Dataset entries:
- Opening Delimiter -

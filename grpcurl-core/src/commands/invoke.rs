use std::future::Future;

use http::uri::PathAndQuery;
use prost::Message;
use prost_reflect::DynamicMessage;
use tokio_util::sync::CancellationToken;
use tonic::client::Grpc;
use tonic::metadata::MetadataMap;
use tonic::transport::Channel;

use crate::codec::DynamicCodec;
use crate::descriptor::{self, DescriptorSource, SymbolDescriptor};
use crate::descriptor_text;
use crate::error::GrpcurlError;
use crate::format::{
    self, Format, FormatOptions, JsonRequestParser, ParseError, RequestParser, TextRequestParser,
};
use crate::metadata;

/// Configuration for invoking an RPC method.
///
/// This struct decouples the invocation logic from any CLI framework.
/// The CLI binary builds an `InvokeConfig` from its parsed arguments
/// and passes it to `run_invoke()`.
#[derive(Debug, Clone)]
pub struct InvokeConfig {
    /// The format of request/response data ('json' or 'text').
    pub format: Format,

    /// Emit default values for JSON-encoded responses.
    pub emit_defaults: bool,

    /// Allow unknown fields in JSON input.
    pub allow_unknown_fields: bool,

    /// When a non-zero status is returned, format the error using --format.
    pub format_error: bool,

    /// Data for request contents. "@" means read from stdin.
    pub data: Option<String>,

    /// Additional headers in 'name: value' format (sent with all requests).
    pub headers: Vec<String>,

    /// Additional RPC-only headers in 'name: value' format.
    pub rpc_headers: Vec<String>,

    /// If set, headers may use '${NAME}' syntax to reference env variables.
    pub expand_headers: bool,

    /// Maximum encoded size of a response message, in bytes.
    pub max_msg_sz: Option<i32>,

    /// Verbosity level: 0 = default, 1 = verbose, 2 = very verbose.
    pub verbosity: u8,

    /// File to write a FileDescriptorSet proto to.
    pub protoset_out: Option<String>,

    /// Directory to write generated .proto files to.
    pub proto_out_dir: Option<String>,

    /// Checked before initiating any call and raced against the call itself;
    /// firing maps to `GrpcurlError::Cancelled` (exit code 130).
    pub cancel: CancellationToken,

    /// Absolute instant by which the call must complete (derived from
    /// `--max-time`). Firing maps to `GrpcurlError::DeadlineExceeded`,
    /// distinct from user cancellation.
    pub deadline: Option<tokio::time::Instant>,
}
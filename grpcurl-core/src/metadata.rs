use base64::Engine;
use regex::Regex;
use std::sync::LazyLock;
use tonic::metadata::{AsciiMetadataValue, MetadataMap};

use crate::error::{GrpcurlError, Result};

/// Regex for matching `${VAR_NAME}` patterns in header values.
///
/// Equivalent to Go's `envVarRegex = regexp.MustCompile(`\$\{\w+\}`)`.
static ENV_VAR_REGEX: LazyLock<Regex> =
    LazyLock::new(|| Regex::new(r"\$\{(\w+)\}").expect("env var regex is valid"));

/// Base64 engines for lenient binary header decoding.
///
/// Go tries 4 codecs in order: standard, URL-safe, raw-standard, raw-URL-safe.
/// We do the same for maximum compatibility.
static BASE64_ENGINES: LazyLock<Vec<(&str, base64::engine::GeneralPurpose)>> =
    LazyLock::new(|| {
        use base64::engine::general_purpose;
        vec![
            ("standard", general_purpose::STANDARD),
            ("url-safe", general_purpose::URL_SAFE),
            ("standard (no pad)", general_purpose::STANDARD_NO_PAD),
            ("url-safe (no pad)", general_purpose::URL_SAFE_NO_PAD),
        ]
    });

/// Parse header strings in `"Name: Value"` format into a gRPC MetadataMap.
///
/// Equivalent to Go's `MetadataFromHeaders()` (grpcurl.go).
///
/// Rules (matching Go behavior):
/// - Splits on the first `:` in each header string
/// - Header name is lowercased
/// - No colon means the value is empty
/// - Binary headers (name ending in `-bin`) have their value decoded from
///   base64, trying 4 codecs before falling back to the raw string
pub fn metadata_from_headers(headers: &[String]) -> MetadataMap {
    let mut map = MetadataMap::new();

    for header in headers {
        let (name, value) = match header.split_once(':') {
            Some((n, v)) => (n.trim().to_lowercase(), v.trim().to_string()),
            None => (header.trim().to_lowercase(), String::new()),
        };

        if name.is_empty() {
            continue;
        }

        if name.ends_with("-bin") {
            // Binary header: try base64 decode with multiple codecs
            match tonic::metadata::BinaryMetadataKey::from_bytes(name.as_bytes()) {
                Ok(key) => {
                    let bytes = try_base64_decode(&value).unwrap_or_else(|| value.into_bytes());
                    let val = tonic::metadata::BinaryMetadataValue::from_bytes(&bytes);
                    map.append_bin(key, val);
                }
                Err(_) => {
                    eprintln!("warning: header {header:?} dropped: invalid binary metadata key");
                }
            }
        } else {
            // ASCII header
            match value.parse::<AsciiMetadataValue>() {
                Ok(val) => match tonic::metadata::AsciiMetadataKey::from_bytes(name.as_bytes()) {
                    Ok(key) => {
                        map.append(key, val);
                    }
                    Err(_) => {
                        eprintln!("warning: header {header:?} dropped: invalid metadata key");
                    }
                },
                Err(_) => {
                    eprintln!("warning: header {header:?} dropped: invalid metadata value");
                }
            }
        }
    }

    map
}

/// Try to decode a base64 string using multiple codecs.
///
/// Returns the first successful decode, or None if all fail.
fn try_base64_decode(value: &str) -> Option<Vec<u8>> {
    for (_, engine) in BASE64_ENGINES.iter() {
        if let Ok(decoded) = engine.decode(value.trim()) {
            return Some(decoded);
        }
    }
    None
}

/// Expand `${VAR}` references in header values with environment variable values.
///
/// Equivalent to Go's `ExpandHeaders()` (grpcurl.go).
///
/// Fails if any referenced environment variable is undefined.
pub fn expand_headers(headers: &[String]) -> Result<Vec<String>> {
    let mut result = Vec::with_capacity(headers.len());

    for header in headers {
        let (name, value) = match header.split_once(':') {
            Some((n, v)) => (n, v),
            None => (header.as_str(), ""),
        };

        let expanded = expand_env_vars(value)?;

        if header.contains(':') {
            result.push(format!("{name}:{expanded}"));
        } else {
            result.push(expanded);
        }
    }

    Ok(result)
}

/// Replace all `${VAR}` occurrences with their environment variable values.
fn expand_env_vars(input: &str) -> Result<String> {
    let mut result = String::with_capacity(input.len());
    let mut last_end = 0;

    for cap in ENV_VAR_REGEX.captures_iter(input) {
        let full_match = cap.get(0).expect("regex match exists");
        let var_name = &cap[1];

        // Append text before the match
        result.push_str(&input[last_end..full_match.start()]);

        // Look up the environment variable
        let var_value = std::env::var(var_name).map_err(|_| {
            GrpcurlError::InvalidArgument(format!("no value for environment variable {var_name}"))
        })?;

        result.push_str(&var_value);
        last_end = full_match.end();
    }

    // Append remaining text
    result.push_str(&input[last_end..]);
    Ok(result)
}

/// Format a MetadataMap as a human-readable string.
///
/// Equivalent to Go's `MetadataToString()` (grpcurl.go).
///
/// Output format (one header per line):
/// ```text
/// name: value
/// name: value
/// ```
pub fn metadata_to_string(md: &MetadataMap) -> String {
    if md.is_empty() {
        return "(empty)".to_string();
    }

    let mut lines: Vec<String> = Vec::new();

    for key_and_value in md.iter() {
        match key_and_value {
            tonic::metadata::KeyAndValueRef::Ascii(key, value) => {
                let val_str = value.to_str().unwrap_or("<non-utf8>");
                lines.push(format!("{key}: {val_str}"));
            }
            tonic::metadata::KeyAndValueRef::Binary(key, value) => {
                let bytes = value.to_bytes().unwrap_or_default();
                let encoded = base64::engine::general_purpose::STANDARD.encode(&bytes);
                lines.push(format!("{key}: {encoded}"));
            }
        }
    }

    lines.sort();
    lines.join("\n")
}

#[cfg(test)]
mod tests {
    use super::*;

    #[test]
    fn parse_ascii_header() {
        let headers = vec!["Authorization: Bearer token123".to_string()];
        let md = metadata_from_headers(&headers);
        let val = md.get("authorization").expect("header exists");
        assert_eq!(val.to_str().unwrap(), "Bearer token123");
    }

    #[test]
    fn parse_header_lowercases_name() {
        let headers = vec!["Content-Type: application/grpc".to_string()];
        let md = metadata_from_headers(&headers);
        assert!(md.get("content-type").is_some());
    }

    #[test]
    fn parse_header_no_colon() {
        let headers = vec!["myheader".to_string()];
        let md = metadata_from_headers(&headers);
        let val = md.get("myheader").expect("header exists");
        assert_eq!(val.to_str().unwrap(), "");
    }

    #[test]
    fn parse_header_value_with_colons() {
        let headers = vec!["x-time: 12:34:56".to_string()];
        let md = metadata_from_headers(&headers);
        let val = md.get("x-time").expect("header exists");
        assert_eq!(val.to_str().unwrap(), "12:34:56");
    }

    #[test]
    fn parse_binary_header_base64() {
        // "hello" in standard base64
        let headers = vec!["x-data-bin: aGVsbG8=".to_string()];
        let md = metadata_from_headers(&headers);
        let val = md.get_bin("x-data-bin").expect("binary header exists");
        assert_eq!(val.to_bytes().unwrap().as_ref(), b"hello");
    }

    #[test]
    fn parse_multiple_headers() {
        let headers = vec!["x-first: one".to_string(), "x-second: two".to_string()];
        let md = metadata_from_headers(&headers);
        assert!(md.get("x-first").is_some());
        assert!(md.get("x-second").is_some());
    }

    #[test]
    fn expand_env_vars_in_headers() {
        std::env::set_var("GRPCURL_TEST_TOKEN", "secret123");
        let headers = vec!["Authorization: Bearer ${GRPCURL_TEST_TOKEN}".to_string()];
        let expanded = expand_headers(&headers).unwrap();
        assert_eq!(expanded[0], "Authorization: Bearer secret123");
        std::env::remove_var("GRPCURL_TEST_TOKEN");
    }

    #[test]
    fn expand_env_vars_missing_var_fails() {
        let headers = vec!["x-val: ${GRPCURL_NONEXISTENT_VAR_12345}".to_string()];
        let result = expand_headers(&headers);
        assert!(result.is_err());
        let err = result.unwrap_err();
        assert!(err.to_string().contains("GRPCURL_NONEXISTENT_VAR_12345"));
    }

    #[test]
    fn expand_env_vars_no_expansion_needed() {
        let headers = vec!["x-plain: just a value".to_string()];
        let expanded = expand_headers(&headers).unwrap();
        assert_eq!(expanded[0], "x-plain: just a value");
    }

    #[test]
    fn metadata_to_string_format() {
        let mut md = MetadataMap::new();
        md.insert("x-beta", "two".parse().unwrap());
        md.insert("x-alpha", "one".parse().unwrap());
        let output = metadata_to_string(&md);
        // Should be sorted
        assert!(output.contains("x-alpha: one"));
        assert!(output.contains("x-beta: two"));
        let lines: Vec<&str> = output.lines().collect();
        assert_eq!(lines.len(), 2);
        assert!(lines[0].starts_with("x-alpha"));
    }

    #[test]
    fn base64_decode_standard() {
        let decoded = try_base64_decode("aGVsbG8=");
        assert_eq!(decoded, Some(b"hello".to_vec()));
    }

    #[test]
    fn base64_decode_no_padding() {
        let decoded = try_base64_decode("aGVsbG8");
        assert_eq!(decoded, Some(b"hello".to_vec()));
    }

    #[test]
    fn base64_decode_invalid() {
        let decoded = try_base64_decode("not!valid!base64!@#$");
        assert!(decoded.is_none());
    }
}
/// Build a standard rustls ClientConfig (with proper certificate verification).
///
/// Used for Unix socket + TLS connections where we bypass tonic's
/// ClientTlsConfig and build the rustls config directly.
fn build_standard_rustls_config(config: &ConnectionConfig) -> Result<rustls::ClientConfig> {
    let provider = Arc::new(rustls::crypto::ring::default_provider());

    let mut root_store = rustls::RootCertStore::empty();

    if let Some(ref cacert_path) = config.cacert {
        let certs = load_certs(cacert_path)?;
        for cert in certs {
            root_store.add(cert).map_err(|e| {
                GrpcurlError::Other(format!("failed to add CA certificate: {e}").into())
            })?;
        }
    } else {
        let native_certs = rustls_native_certs::load_native_certs();
        for cert in native_certs.certs {
            root_store.add(cert).ok(); // Ignore individual cert errors
        }
    }

    let builder = rustls::ClientConfig::builder_with_provider(provider)
        .with_safe_default_protocol_versions()
        .map_err(|e| GrpcurlError::Other(format!("failed to configure TLS: {e}").into()))?
        .with_root_certificates(root_store);

    let mut rustls_config = if let Some(ref cert_path) = config.cert {
        let key_path = config
            .key
            .as_ref()
            .ok_or_else(|| GrpcurlError::InvalidArgument("--key is required with --cert".into()))?;
        let certs = load_certs(cert_path)?;
        let key = load_private_key(key_path)?;
        builder.with_client_auth_cert(certs, key).map_err(|e| {
            GrpcurlError::Other(format!("failed to configure client certificate: {e}").into())
        })?
    } else {
        builder.with_no_client_auth()
    };

    apply_key_log(&mut rustls_config);
    Ok(rustls_config)
}

// -- SSLKEYLOGFILE Support ----------------------------------------------------

/// Apply SSLKEYLOGFILE support to a rustls ClientConfig.
///
/// If the SSLKEYLOGFILE environment variable is set, enables TLS key logging
/// to the specified file. This is used for debugging TLS connections with
/// tools like Wireshark. Matches Go's `tlsConf.KeyLogWriter` behavior.
fn apply_key_log(config: &mut rustls::ClientConfig) {
    if std::env::var("SSLKEYLOGFILE").is_ok() {
        config.key_log = Arc::new(rustls::KeyLogFile::new());
    }
}

// -- PEM Loading Helpers ------------------------------------------------------

fn load_certs(path: &str) -> Result<Vec<rustls::pki_types::CertificateDer<'static>>> {
    let pem = std::fs::read(path).map_err(|e| {
        GrpcurlError::Io(std::io::Error::new(
            e.kind(),
            format!("failed to read certificate '{path}': {e}"),
        ))
    })?;
    rustls_pemfile::certs(&mut &*pem)
        .collect::<std::result::Result<Vec<_>, _>>()
        .map_err(|e| {
            GrpcurlError::Other(format!("failed to parse certificate '{path}': {e}").into())
        })
}

fn load_private_key(path: &str) -> Result<rustls::pki_types::PrivateKeyDer<'static>> {
    let pem = std::fs::read(path).map_err(|e| {
        GrpcurlError::Io(std::io::Error::new(
            e.kind(),
            format!("failed to read private key '{path}': {e}"),
        ))
    })?;
    rustls_pemfile::private_key(&mut &*pem)
        .map_err(|e| {
            GrpcurlError::Other(format!("failed to parse private key '{path}': {e}").into())
        })?
        .ok_or_else(|| GrpcurlError::InvalidArgument(format!("no private key found in '{path}'")))
}

// -- Insecure TLS Verifier ----------------------------------------------------

/// A certificate verifier that accepts all server certificates without
/// validation. Equivalent to Go's `InsecureSkipVerify: true`.
///
/// WARNING: This is intentionally insecure and only used with --insecure flag.
#[derive(Debug)]
struct InsecureServerCertVerifier;

impl rustls::client::danger::ServerCertVerifier for InsecureServerCertVerifier {
    fn verify_server_cert(
        &self,
        _end_entity: &rustls::pki_types::CertificateDer<'_>,
        _intermediates: &[rustls::pki_types::CertificateDer<'_>],
        _server_name: &rustls::pki_types::ServerName<'_>,
        _ocsp: &[u8],
        _now: rustls::pki_types::UnixTime,
    ) -> std::result::Result<rustls::client::danger::ServerCertVerified, rustls::Error> {
        Ok(rustls::client::danger::ServerCertVerified::assertion())
    }

    fn verify_tls12_signature(
        &self,
        _message: &[u8],
        _cert: &rustls::pki_types::CertificateDer<'_>,
        _dss: &rustls::DigitallySignedStruct,
    ) -> std::result::Result<rustls::client::danger::HandshakeSignatureValid, rustls::Error> {
        Ok(rustls::client::danger::HandshakeSignatureValid::assertion())
    }

    fn verify_tls13_signature(
        &self,
        _message: &[u8],
        _cert: &rustls::pki_types::CertificateDer<'_>,
        _dss: &rustls::DigitallySignedStruct,
    ) -> std::result::Result<rustls::client::danger::HandshakeSignatureValid, rustls::Error> {
        Ok(rustls::client::danger::HandshakeSignatureValid::assertion())
    }

    fn supported_verify_schemes(&self) -> Vec<rustls::SignatureScheme> {
        rustls::crypto::ring::default_provider()
            .signature_verification_algorithms
            .supported_schemes()
    }
}

/// Build the User-Agent string.
///
/// Format: "grpcurl/<version>" prepended with custom user-agent if specified.
/// Matches Go's behavior of "grpcurl/<version>" with optional prefix.
pub fn build_user_agent(config: &ConnectionConfig) -> String {
    let version = env!("CARGO_PKG_VERSION");
    let base = format!("grpcurl/{version}");

    match &config.user_agent {
        Some(custom) => format!("{custom} {base}"),
        None => base,
    }
}

#[cfg(test)]
mod tests {
    use super::*;

    fn make_config(f: impl FnOnce(&mut ConnectionConfig)) -> ConnectionConfig {
        let mut config = ConnectionConfig::default();
        f(&mut config);
        config
    }

    #[test]
    fn user_agent_default() {
        let config = ConnectionConfig::default();
        let ua = build_user_agent(&config);
        assert!(ua.starts_with("grpcurl/"));
    }

    #[test]
    fn user_agent_custom() {
        let config = make_config(|c| {
            c.user_agent = Some("my-tool/1.0".to_string());
        });
        let ua = build_user_agent(&config);
        assert!(ua.starts_with("my-tool/1.0 grpcurl/"));
    }

    #[test]
    fn tls_config_default_uses_native_roots() {
        let config = ConnectionConfig::default();
        let tls = build_tonic_tls_config(&config);
        assert!(tls.is_ok());
    }

    #[test]
    fn tls_config_with_nonexistent_cacert_fails() {
        let config = make_config(|c| {
            c.cacert = Some("/nonexistent/ca.pem".to_string());
        });
        let tls = build_tonic_tls_config(&config);
        assert!(tls.is_err());
    }

    #[test]
    fn tls_config_with_nonexistent_cert_fails() {
        let config = make_config(|c| {
            c.cert = Some("/nonexistent/cert.pem".to_string());
            c.key = Some("/nonexistent/key.pem".to_string());
        });
        let tls = build_tonic_tls_config(&config);
        assert!(tls.is_err());
    }

    #[test]
    fn insecure_rustls_config_builds_successfully() {
        let config = make_config(|c| {
            c.insecure = true;
        });
        let result = build_insecure_rustls_config(&config);
        assert!(result.is_ok());
    }

    #[test]
    fn standard_rustls_config_builds_successfully() {
        let config = ConnectionConfig::default();
        let result = build_standard_rustls_config(&config);
        assert!(result.is_ok());
    }
}
// -- Symbol lookup in a DescriptorPool ----------------------------------------

/// Find any symbol by fully-qualified name in a descriptor pool.
///
/// Tries all top-level descriptor types (service, message, enum, extension),
/// then falls back to sub-element lookups (methods, fields, oneofs, enum values)
/// by splitting the name at the last dot and looking up the parent first.
pub(crate) fn find_symbol_in_pool(pool: &DescriptorPool, name: &str) -> Result<SymbolDescriptor> {
    // Try top-level types first (most common lookups)
    if let Some(svc) = pool.get_service_by_name(name) {
        return Ok(SymbolDescriptor::Service(svc));
    }
    if let Some(msg) = pool.get_message_by_name(name) {
        return Ok(SymbolDescriptor::Message(msg));
    }
    if let Some(e) = pool.get_enum_by_name(name) {
        return Ok(SymbolDescriptor::Enum(e));
    }
    if let Some(ext) = pool.get_extension_by_name(name) {
        return Ok(SymbolDescriptor::Extension(ext));
    }

    // Try sub-elements by splitting at the last dot
    if let Some((parent_name, child_name)) = name.rsplit_once('.') {
        // Try method (parent = service)
        if let Some(svc) = pool.get_service_by_name(parent_name) {
            for method in svc.methods() {
                if method.name() == child_name {
                    return Ok(SymbolDescriptor::Method(method));
                }
            }
        }

        // Try field or oneof (parent = message)
        if let Some(msg) = pool.get_message_by_name(parent_name) {
            for field in msg.fields() {
                if field.name() == child_name {
                    return Ok(SymbolDescriptor::Field(field));
                }
            }
            for oneof in msg.oneofs() {
                if oneof.name() == child_name {
                    return Ok(SymbolDescriptor::OneOf(oneof));
                }
            }
        }

        // Try enum value (parent = enum)
        if let Some(e) = pool.get_enum_by_name(parent_name) {
            for val in e.values() {
                if val.name() == child_name {
                    return Ok(SymbolDescriptor::EnumValue(val));
                }
            }
        }
    }

    // Try file by name
    for file in pool.files() {
        if file.name() == name {
            return Ok(SymbolDescriptor::File(file));
        }
    }

    Err(GrpcurlError::NotFound(name.to_string()))
}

- Closing Delimiter -

What is needed –
Whenever a line in the data holds "core", copy that line.

Result below –
filename grpcurl-core/src/commands/invoke.rs
filename grpcurl-core/src/metadata.rs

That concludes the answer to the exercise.